# [Requirement]
Can the data below be echoed back word for word?

# [Material shown]
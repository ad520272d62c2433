//! In-memory collection driver
//!
//! Used in memory-only mode and by the test-suite. Documents keep insertion
//! order, so "first match" is deterministic. Unique field sets are enforced
//! the way Mongo enforces unique indexes, with missing values comparing as
//! null.

use async_trait::async_trait;
use bson::{oid::ObjectId, Bson, Document};
use tokio::sync::RwLock;
use tracing::debug;

use crate::db::filter::{apply_update, lookup, matches, normalize_update};
use crate::db::store::{DocumentStore, IndexSpec, ReturnDocument, UpdateOutcome, ID_FIELD};
use crate::mirror::unique::UniqueIndexes;
use crate::types::{MirrorError, Result};

/// Collection held entirely in memory
pub struct MemoryCollection {
    name: String,
    unique: UniqueIndexes,
    docs: RwLock<Vec<Document>>,
}

impl MemoryCollection {
    /// Create an empty collection enforcing the given unique field sets
    pub fn new(name: impl Into<String>, unique: UniqueIndexes) -> Self {
        Self {
            name: name.into(),
            unique,
            docs: RwLock::new(Vec::new()),
        }
    }

    /// Create an empty collection from index declarations
    pub fn with_indices(name: impl Into<String>, indices: &[IndexSpec]) -> Self {
        Self::new(name, UniqueIndexes::from_indices(indices))
    }

    /// Number of stored documents
    pub async fn len(&self) -> usize {
        self.docs.read().await.len()
    }

    /// Whether the collection holds no documents
    pub async fn is_empty(&self) -> bool {
        self.docs.read().await.is_empty()
    }

    fn position(docs: &[Document], filter: &Document) -> Result<Option<usize>> {
        for (index, doc) in docs.iter().enumerate() {
            if matches(doc, filter)? {
                return Ok(Some(index));
            }
        }
        Ok(None)
    }

    /// Reject `candidate` if it collides with any other stored document
    fn check_unique(&self, docs: &[Document], candidate: &Document, skip: Option<usize>) -> Result<()> {
        for (index, existing) in docs.iter().enumerate() {
            if Some(index) == skip {
                continue;
            }

            if existing.get(ID_FIELD) == candidate.get(ID_FIELD) {
                return Err(MirrorError::DuplicateKey(format!(
                    "{} index: {} dup key {}",
                    self.name,
                    ID_FIELD,
                    candidate.get(ID_FIELD).cloned().unwrap_or(Bson::Null)
                )));
            }

            for fields in self.unique.field_sets() {
                let collides = fields.iter().all(|field| {
                    let left = lookup(existing, field).unwrap_or(&Bson::Null);
                    let right = lookup(candidate, field).unwrap_or(&Bson::Null);
                    left == right
                });

                if collides {
                    return Err(MirrorError::DuplicateKey(format!(
                        "{} index: {} dup key",
                        self.name,
                        fields.join("_")
                    )));
                }
            }
        }

        Ok(())
    }

    /// Apply an update to the document at `index`, honouring unique sets
    fn update_at(&self, docs: &mut [Document], index: usize, update: &Document) -> Result<bool> {
        let mut updated = docs[index].clone();
        let changed = apply_update(&mut updated, update)?;

        if changed {
            self.check_unique(docs, &updated, Some(index))?;
            docs[index] = updated;
        }

        Ok(changed)
    }
}

#[async_trait]
impl DocumentStore for MemoryCollection {
    fn name(&self) -> &str {
        &self.name
    }

    async fn insert_one(&self, mut doc: Document) -> Result<Bson> {
        if !doc.contains_key(ID_FIELD) {
            doc.insert(ID_FIELD, ObjectId::new());
        }

        let mut docs = self.docs.write().await;
        self.check_unique(&docs, &doc, None)?;

        let id = doc.get(ID_FIELD).cloned().unwrap_or(Bson::Null);
        docs.push(doc);
        debug!(collection = %self.name, id = %id, "memory insert");
        Ok(id)
    }

    async fn find_one(&self, filter: Document) -> Result<Option<Document>> {
        let docs = self.docs.read().await;
        Ok(Self::position(&docs, &filter)?.map(|index| docs[index].clone()))
    }

    async fn find(&self, filter: Document) -> Result<Vec<Document>> {
        let docs = self.docs.read().await;
        let mut results = Vec::new();
        for doc in docs.iter() {
            if matches(doc, &filter)? {
                results.push(doc.clone());
            }
        }
        Ok(results)
    }

    async fn update_one(&self, filter: Document, update: Document) -> Result<UpdateOutcome> {
        let update = normalize_update(update);
        let mut docs = self.docs.write().await;

        let Some(index) = Self::position(&docs, &filter)? else {
            return Ok(UpdateOutcome::default());
        };

        let changed = self.update_at(&mut docs, index, &update)?;
        Ok(UpdateOutcome {
            matched: 1,
            modified: u64::from(changed),
            upserted_id: None,
        })
    }

    async fn replace_one(
        &self,
        filter: Document,
        mut replacement: Document,
        upsert: bool,
    ) -> Result<UpdateOutcome> {
        let mut docs = self.docs.write().await;

        match Self::position(&docs, &filter)? {
            Some(index) => {
                let current_id = docs[index].get(ID_FIELD).cloned();
                match (replacement.get(ID_FIELD), &current_id) {
                    (Some(new_id), Some(old_id)) if new_id != old_id => {
                        return Err(MirrorError::ImmutableField(ID_FIELD.to_string()));
                    }
                    (None, Some(old_id)) => {
                        replacement.insert(ID_FIELD, old_id.clone());
                    }
                    _ => {}
                }

                self.check_unique(&docs, &replacement, Some(index))?;
                let changed = docs[index] != replacement;
                docs[index] = replacement;

                Ok(UpdateOutcome {
                    matched: 1,
                    modified: u64::from(changed),
                    upserted_id: None,
                })
            }
            None if upsert => {
                if !replacement.contains_key(ID_FIELD) {
                    match filter.get(ID_FIELD) {
                        Some(id) => replacement.insert(ID_FIELD, id.clone()),
                        None => replacement.insert(ID_FIELD, ObjectId::new()),
                    };
                }

                self.check_unique(&docs, &replacement, None)?;
                let id = replacement.get(ID_FIELD).cloned();
                docs.push(replacement);

                Ok(UpdateOutcome {
                    matched: 0,
                    modified: 0,
                    upserted_id: id,
                })
            }
            None => Ok(UpdateOutcome::default()),
        }
    }

    async fn delete_one(&self, filter: Document) -> Result<u64> {
        let mut docs = self.docs.write().await;

        match Self::position(&docs, &filter)? {
            Some(index) => {
                docs.remove(index);
                Ok(1)
            }
            None => Ok(0),
        }
    }

    async fn delete_many(&self, filter: Document) -> Result<u64> {
        let mut docs = self.docs.write().await;

        // Evaluate the whole filter first so a bad operator deletes nothing
        let mut doomed = Vec::with_capacity(docs.len());
        for doc in docs.iter() {
            doomed.push(matches(doc, &filter)?);
        }

        let before = docs.len();
        let mut index = 0;
        docs.retain(|_| {
            let keep = !doomed[index];
            index += 1;
            keep
        });

        Ok((before - docs.len()) as u64)
    }

    async fn find_one_and_update(
        &self,
        filter: Document,
        update: Document,
        return_document: ReturnDocument,
    ) -> Result<Option<Document>> {
        let update = normalize_update(update);
        let mut docs = self.docs.write().await;

        let Some(index) = Self::position(&docs, &filter)? else {
            return Ok(None);
        };

        let before = docs[index].clone();
        self.update_at(&mut docs, index, &update)?;

        Ok(Some(match return_document {
            ReturnDocument::Before => before,
            ReturnDocument::After => docs[index].clone(),
        }))
    }

    async fn find_one_and_delete(&self, filter: Document) -> Result<Option<Document>> {
        let mut docs = self.docs.write().await;

        Ok(Self::position(&docs, &filter)?.map(|index| docs.remove(index)))
    }
}
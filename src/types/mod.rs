//! Shared types for migrate-onwrite

pub mod error;

pub use error::{MirrorError, Result};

# [Problem solution]
repository ad520272d62c2433
//! In-memory collection driver
//!
//! Used in memory-only mode and by the test-suite. Documents keep insertion
//! order, so "first match" is deterministic. Unique field sets are enforced
//! the way Mongo enforces unique indexes, with missing values comparing as
//! null.

use async_trait::async_trait;
use bson::{oid::ObjectId, Bson, Document};
use tokio::sync::RwLock;
use tracing::debug;

use crate::db::filter::{apply_update, lookup, matches, normalize_update};
use crate::db::store::{DocumentStore, IndexSpec, ReturnDocument, UpdateOutcome, ID_FIELD};
use crate::mirror::unique::UniqueIndexes;
use crate::types::{MirrorError, Result};

/// Collection held entirely in memory
pub struct MemoryCollection {
    name: String,
    unique: UniqueIndexes,
    docs: RwLock<Vec<Document>>,
}

impl MemoryCollection {
    /// Create an empty collection enforcing the given unique field sets
    pub fn new(name: impl Into<String>, unique: UniqueIndexes) -> Self {
        Self {
            name: name.into(),
            unique,
            docs: RwLock::new(Vec::new()),
        }
    }

    /// Create an empty collection from index declarations
    pub fn with_indices(name: impl Into<String>, indices: &[IndexSpec]) -> Self {
        Self::new(name, UniqueIndexes::from_indices(indices))
    }

    /// Number of stored documents
    pub async fn len(&self) -> usize {
        self.docs.read().await.len()
    }

    /// Whether the collection holds no documents
    pub async fn is_empty(&self) -> bool {
        self.docs.read().await.is_empty()
    }

    fn position(docs: &[Document], filter: &Document) -> Result<Option<usize>> {
        for (index, doc) in docs.iter().enumerate() {
            if matches(doc, filter)? {
                return Ok(Some(index));
            }
        }
        Ok(None)
    }

    /// Reject `candidate` if it collides with any other stored document
    fn check_unique(&self, docs: &[Document], candidate: &Document, skip: Option<usize>) -> Result<()> {
        for (index, existing) in docs.iter().enumerate() {
            if Some(index) == skip {
                continue;
            }

            if existing.get(ID_FIELD) == candidate.get(ID_FIELD) {
                return Err(MirrorError::DuplicateKey(format!(
                    "{} index: {} dup key {}",
                    self.name,
                    ID_FIELD,
                    candidate.get(ID_FIELD).cloned().unwrap_or(Bson::Null)
                )));
            }

            for fields in self.unique.field_sets() {
                let collides = fields.iter().all(|field| {
                    let left = lookup(existing, field).unwrap_or(&Bson::Null);
                    let right = lookup(candidate, field).unwrap_or(&Bson::Null);
                    left == right
                });

                if collides {
                    return Err(MirrorError::DuplicateKey(format!(
                        "{} index: {} dup key",
                        self.name,
                        fields.join("_")
                    )));
                }
            }
        }

        Ok(())
    }

    /// Apply an update to the document at `index`, honouring unique sets
    fn update_at(&self, docs: &mut [Document], index: usize, update: &Document) -> Result<bool> {
        let mut updated = docs[index].clone();
        let changed = apply_update(&mut updated, update)?;

        if changed {
            self.check_unique(docs, &updated, Some(index))?;
            docs[index] = updated;
        }

        Ok(changed)
    }
}

#[async_trait]
impl DocumentStore for MemoryCollection {
    fn name(&self) -> &str {
        &self.name
    }

    async fn insert_one(&self, mut doc: Document) -> Result<Bson> {
        if !doc.contains_key(ID_FIELD) {
            doc.insert(ID_FIELD, ObjectId::new());
        }

        let mut docs = self.docs.write().await;
        self.check_unique(&docs, &doc, None)?;

        let id = doc.get(ID_FIELD).cloned().unwrap_or(Bson::Null);
        docs.push(doc);
        debug!(collection = %self.name, id = %id, "memory insert");
        Ok(id)
    }

    async fn find_one(&self, filter: Document) -> Result<Option<Document>> {
        let docs = self.docs.read().await;
        Ok(Self::position(&docs, &filter)?.map(|index| docs[index].clone()))
    }

    async fn find(&self, filter: Document) -> Result<Vec<Document>> {
        let docs = self.docs.read().await;
        let mut results = Vec::new();
        for doc in docs.iter() {
            if matches(doc, &filter)? {
                results.push(doc.clone());
            }
        }
        Ok(results)
    }

    async fn update_one(&self, filter: Document, update: Document) -> Result<UpdateOutcome> {
        let update = normalize_update(update);
        let mut docs = self.docs.write().await;

        let Some(index) = Self::position(&docs, &filter)? else {
            return Ok(UpdateOutcome::default());
        };

        let changed = self.update_at(&mut docs, index, &update)?;
        Ok(UpdateOutcome {
            matched: 1,
            modified: u64::from(changed),
            upserted_id: None,
        })
    }

    async fn replace_one(
        &self,
        filter: Document,
        mut replacement: Document,
        upsert: bool,
    ) -> Result<UpdateOutcome> {
        let mut docs = self.docs.write().await;

        match Self::position(&docs, &filter)? {
            Some(index) => {
                let current_id = docs[index].get(ID_FIELD).cloned();
                match (replacement.get(ID_FIELD), &current_id) {
                    (Some(new_id), Some(old_id)) if new_id != old_id => {
                        return Err(MirrorError::ImmutableField(ID_FIELD.to_string()));
                    }
                    (None, Some(old_id)) => {
                        replacement.insert(ID_FIELD, old_id.clone());
                    }
                    _ => {}
                }

                self.check_unique(&docs, &replacement, Some(index))?;
                let changed = docs[index] != replacement;
                docs[index] = replacement;

                Ok(UpdateOutcome {
                    matched: 1,
                    modified: u64::from(changed),
                    upserted_id: None,
                })
            }
            None if upsert => {
                if !replacement.contains_key(ID_FIELD) {
                    match filter.get(ID_FIELD) {
                        Some(id) => replacement.insert(ID_FIELD, id.clone()),
                        None => replacement.insert(ID_FIELD, ObjectId::new()),
                    };
                }

                self.check_unique(&docs, &replacement, None)?;
                let id = replacement.get(ID_FIELD).cloned();
                docs.push(replacement);

                Ok(UpdateOutcome {
                    matched: 0,
                    modified: 0,
                    upserted_id: id,
                })
            }
            None => Ok(UpdateOutcome::default()),
        }
    }

    async fn delete_one(&self, filter: Document) -> Result<u64> {
        let mut docs = self.docs.write().await;

        match Self::position(&docs, &filter)? {
            Some(index) => {
                docs.remove(index);
                Ok(1)
            }
            None => Ok(0),
        }
    }

    async fn delete_many(&self, filter: Document) -> Result<u64> {
        let mut docs = self.docs.write().await;

        // Evaluate the whole filter first so a bad operator deletes nothing
        let mut doomed = Vec::with_capacity(docs.len());
        for doc in docs.iter() {
            doomed.push(matches(doc, &filter)?);
        }

        let before = docs.len();
        let mut index = 0;
        docs.retain(|_| {
            let keep = !doomed[index];
            index += 1;
            keep
        });

        Ok((before - docs.len()) as u64)
    }

    async fn find_one_and_update(
        &self,
        filter: Document,
        update: Document,
        return_document: ReturnDocument,
    ) -> Result<Option<Document>> {
        let update = normalize_update(update);
        let mut docs = self.docs.write().await;

        let Some(index) = Self::position(&docs, &filter)? else {
            return Ok(None);
        };

        let before = docs[index].clone();
        self.update_at(&mut docs, index, &update)?;

        Ok(Some(match return_document {
            ReturnDocument::Before => before,
            ReturnDocument::After => docs[index].clone(),
        }))
    }

    async fn find_one_and_delete(&self, filter: Document) -> Result<Option<Document>> {
        let mut docs = self.docs.write().await;

        Ok(Self::position(&docs, &filter)?.map(|index| docs.remove(index)))
    }
}
filename src/types/mod.rs
//! Shared types for migrate-onwrite

pub mod error;

pub use error::{MirrorError, Result};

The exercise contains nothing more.